This article will detail how parents can help their children develop these very important interpersonal skills.

Conflict Resolution

This interpersonal skill is often one of the hardest for children to learn. This is why an argument over who gets to play with the blue train often ruins an entire play date.

In many cases, a parent’s first reaction to their child’s engagement with conflict is to remove him or her from the situation. While this is certainly necessary in some situations, especially those that include violent behavior, one way to teach children how to resolve their own conflicts is to keep the children in the conflict situation and show them how to work themselves out. Then, the next time they are in a conflict situation, you can step back and see how they do on their own.

For example, if your child is arguing over a toy with another child, step in and propose a unique solution that is fair for all. For example, Joey gets to play with the toy for five minutes and then Suzy can have five minutes. You’ll set the timer. This shows children that conflict resolution should be creative and satisfy everyone when possible. Simply removing Joey from the situation and asking him to play elsewhere would not teach this.


If you’re like most parents, you don’t think your child needs any help learning to be persuasive — he or she can probably whine, cry, and beg for hours.

However, what you probably would agree with is that your child needs to learn how to persuade in a positive manner. Your child needs to learn what methods of persuasion are effective, such as citing evidence and appealing to the other person’s desires.

For older children, an excellent way to teach this skill is to require your children to present you with a compelling argument for something they want — a puppy, a cell phone, etc. Each time they present a tactic that is not effective, tell them why or refuse to hear the argument. When they have developed an especially good argument, you might consider giving them what they want.

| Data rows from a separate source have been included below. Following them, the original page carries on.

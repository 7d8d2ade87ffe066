use std::f64::consts::PI;

pub mod model;
pub mod view;

pub use model::{Point, Tray, TrayGeometry};
pub use view::draw;

pub const RING_PADDING: f64 = 4.0; // space between avatar and border
pub const WINDOW_MARGIN: f64 = 8.0;
pub const GRADIENT_STEP: f64 = PI / 90.0; // 2° per stroked slice
pub const MAX_ARC_STROKES: usize = 360; // more arcs than this paint as one ring
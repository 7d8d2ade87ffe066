use thiserror::Error;

#[derive(Debug, Clone, PartialEq, Error)]
pub enum RingError {
    #[error("Invalid ring configuration: {0}")]
    InvalidConfiguration(String),
}

impl RingError {
    pub(crate) fn invalid(reason: impl Into<String>) -> Self {
        Self::InvalidConfiguration(reason.into())
    }
}
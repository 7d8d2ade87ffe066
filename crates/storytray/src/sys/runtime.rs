use crate::config::{self, Config, ConfigLoader};
use crate::events::AppEvent;
use crate::sys::server;
use async_channel::Sender;
use std::thread::{self, JoinHandle};

/// Runs the control socket and the config watcher on a current-thread Tokio
/// runtime in a thread of their own, leaving the main thread to GTK.
///
/// `current` is the config the tray was built from; only changes against it
/// are forwarded.
pub fn spawn_services(
    loader: ConfigLoader,
    current: Config,
    tx: Sender<AppEvent>,
) -> std::io::Result<JoinHandle<()>> {
    let rt = tokio::runtime::Builder::new_current_thread()
        .enable_all()
        .build()?;

    thread::Builder::new()
        .name("storytray-services".into())
        .spawn(move || {
            rt.block_on(async move {
                let control = server::run_server(tx.clone());
                let reload = async move {
                    if let Err(e) = config::watch(loader, current, tx).await {
                        log::error!("Config reload disabled: {}", e);
                    }
                };
                tokio::join!(control, reload);
            });
        })
}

You’ve probably been embarrassed by your children numerous times. Their manners, you think, certainly leave something to be desired.

Children need to learn good manners because it will help them get along with others in society.

When children have poor manners, however, it is usually because they simply do not know how to analyze a situation and change their behavior accordingly. In fact, this is what all good interpersonal skills require. To be able to have good interpersonal skills, individuals need to be able to examine a situation and determine what sort of behavior or actions it calls for.

For example, when well-mannered adults go to a nice restaurant they know there are certain behaviors that are expected. Children simply haven’t gained that knowledge yet if they have not been presented with this situation. This is why they may laugh out loud at a funeral. They simply don’t know they are not supposed to.

That’s way it’s important to begin to talk them through the analysis process.

Practice it.

When you walk into a fancy restaurant, ask them, “What do you observe about this restaurant that makes it different from other restaurants where we have eaten?” Assist them in pointing out the fine china, nicely dressed people, and cloth tablecloths. Then walk them through deciding what kind of behavior would be appropriate for the situation. You can ask “Are people speaking quietly or are shouting?”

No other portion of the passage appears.